I am wondering, as matthios was, what medications you are on? If it is lorazepam or ANY other form of Benzodiazepines (xanax, valium, klonopin, ativan...) please read this!
My husband has complex PTSD. He was prescribed lorazepam and temazepam for it in 2010. If you don't know, studies on lorazepam have found that it is only to be used over a period of four months at the most. My husband was on it until November 5 of 2012. Towards the end of his period on lorazepam, the dosage he was taking was upped in response to tragedies happening in our lives. Almost immediately after his medication dose was upped, he started having the exact dissociation episodes you talk about. There would be a small trigger and a few minutes later he wouldn't know who I was, or think he was years back unable to control himself. Hours later or even the next day when he would come out of these episodes, he would have no recollection of what had just taken place. In a period of four months, he was admitted to the hospital on six separate occasions, as well as numerous police calls that did not end in a hospital stay and episodes that were dealt with as best as possible on our own. On October 31st, my husband had a dissociative episode after his childhood past was brought up. During the episode, he took the entire bottle of his Ativan which was filled that day and wrote a suicide note. We did not know he had done this or even that he had the Lorazepam on him but fortunately due to the nature of his dissociation the police were called in time to save his life.
He was admitted to the Mental wing in the Veterans hospital a day later. What we found out there has changed everything.

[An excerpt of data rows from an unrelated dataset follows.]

//! Command strobes
//!
//! The S2-LP is driven through one byte command strobes sent with the `0x80` header.
//! They take no parameters; completion is observed by polling the main controller
//! state ([`McState`](crate::registers::McState)).
//!
//! Only the strobes used by the RF configuration sequence are defined here:
//! - [`Ready`]: move to READY (crystal on, digital core clocked)
//! - [`Standby`]: move to STANDBY (crystal on, digital core unclocked)

use regiface::{Command, NoParameters};

/// READY command (0x62)
///
/// Moves the main controller to READY. Issued from STANDBY, SLEEP or after
/// SABORT. Register reads and writes are possible once READY is reached.
#[derive(Debug, Clone, Copy)]
pub struct Ready;

impl Command for Ready {
    type IdType = u8;
    type CommandParameters = NoParameters;
    type ResponseParameters = NoParameters;

    fn id() -> Self::IdType {
        0x62
    }

    fn invoking_parameters(self) -> Self::CommandParameters {
        NoParameters::default()
    }
}

/// STANDBY command (0x63)
///
/// Moves the main controller to STANDBY. Only valid from READY.
///
/// # Important Notes
/// - The digital clock divider (PD_CLKDIV) may only be changed in STANDBY
#[derive(Debug, Clone, Copy)]
pub struct Standby;

impl Command for Standby {
    type IdType = u8;
    type CommandParameters = NoParameters;
    type ResponseParameters = NoParameters;

    fn id() -> Self::IdType {
        0x63
    }

    fn invoking_parameters(self) -> Self::CommandParameters {
        NoParameters::default()
    }
}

My mother-in-law and I went to talk to his doctor stating that we didn't want him to be released until he was going to be safe and things were going to get better. We also talked to him about the thought that my husband might have an addiction problem to the lorazepam. In an off-hand note, the doctor stated the lorazepam may be the cause of his episodes. We looked up information online and what we found was disturbing. A day later, the doctors took my husband off of lorazepam and after a week without, it was like a switch was flipped. My husband has not had a single dissociation episode in the entire month he has been off of the medication. Life as we knew it, has been able to start again. He still struggles with symptoms of PTSD but in his words, "Compared to what was happening before, the issues I struggle with now are at least bearable and I know I can overcome them instead of a heavy blanket that overwhelms everything."
This is a brief note as I am trying to summarize, but my husband was to the point of suicide on these medications and the medical studies behind the benzodiazepines support that it wasn't my husband going crazy or just his PTSD symptoms. Please read the article Benzodiazepines: What they do in the body by Professor C H Ashton, Institute of Neuroscience, Newcastle University in the UK. I cannot stress how important this information may be to you.